Only the lines that include "source" should be copied from the data below.

Information shown:
◆ ◆ ◆ ◆

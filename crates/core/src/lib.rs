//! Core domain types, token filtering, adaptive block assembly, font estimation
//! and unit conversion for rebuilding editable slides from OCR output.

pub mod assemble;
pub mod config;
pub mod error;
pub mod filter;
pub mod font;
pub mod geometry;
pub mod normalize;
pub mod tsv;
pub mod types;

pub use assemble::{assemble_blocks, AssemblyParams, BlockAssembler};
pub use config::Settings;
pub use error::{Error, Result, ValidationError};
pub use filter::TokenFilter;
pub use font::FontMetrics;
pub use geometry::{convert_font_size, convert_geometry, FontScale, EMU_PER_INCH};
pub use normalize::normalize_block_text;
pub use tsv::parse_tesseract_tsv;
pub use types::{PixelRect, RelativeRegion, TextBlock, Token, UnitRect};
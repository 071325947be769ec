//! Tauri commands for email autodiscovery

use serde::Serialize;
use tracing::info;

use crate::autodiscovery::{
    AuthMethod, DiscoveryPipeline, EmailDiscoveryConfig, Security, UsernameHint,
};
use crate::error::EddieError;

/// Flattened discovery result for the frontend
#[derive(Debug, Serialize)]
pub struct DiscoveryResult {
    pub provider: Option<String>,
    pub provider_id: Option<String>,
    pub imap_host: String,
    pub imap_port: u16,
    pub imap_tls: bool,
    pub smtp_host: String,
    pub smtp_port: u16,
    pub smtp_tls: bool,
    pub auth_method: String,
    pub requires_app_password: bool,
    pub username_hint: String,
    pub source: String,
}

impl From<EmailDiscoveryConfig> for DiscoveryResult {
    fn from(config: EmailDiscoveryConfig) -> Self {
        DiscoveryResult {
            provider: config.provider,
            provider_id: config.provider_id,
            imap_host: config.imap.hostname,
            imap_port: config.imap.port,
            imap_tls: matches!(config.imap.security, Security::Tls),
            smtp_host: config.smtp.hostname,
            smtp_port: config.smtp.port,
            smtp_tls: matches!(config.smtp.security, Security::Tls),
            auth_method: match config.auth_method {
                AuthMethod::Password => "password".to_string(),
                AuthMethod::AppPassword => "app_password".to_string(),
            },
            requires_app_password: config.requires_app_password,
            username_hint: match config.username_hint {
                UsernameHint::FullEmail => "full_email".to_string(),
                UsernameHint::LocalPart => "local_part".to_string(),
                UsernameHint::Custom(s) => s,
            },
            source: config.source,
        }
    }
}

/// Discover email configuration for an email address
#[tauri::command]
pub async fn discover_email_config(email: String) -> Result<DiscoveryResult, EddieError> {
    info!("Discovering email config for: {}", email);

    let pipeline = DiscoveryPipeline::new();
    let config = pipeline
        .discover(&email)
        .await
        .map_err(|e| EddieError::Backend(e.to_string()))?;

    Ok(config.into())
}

◆ ◆ ◆ ◆

Task answer:
    pub source: String,
            source: config.source,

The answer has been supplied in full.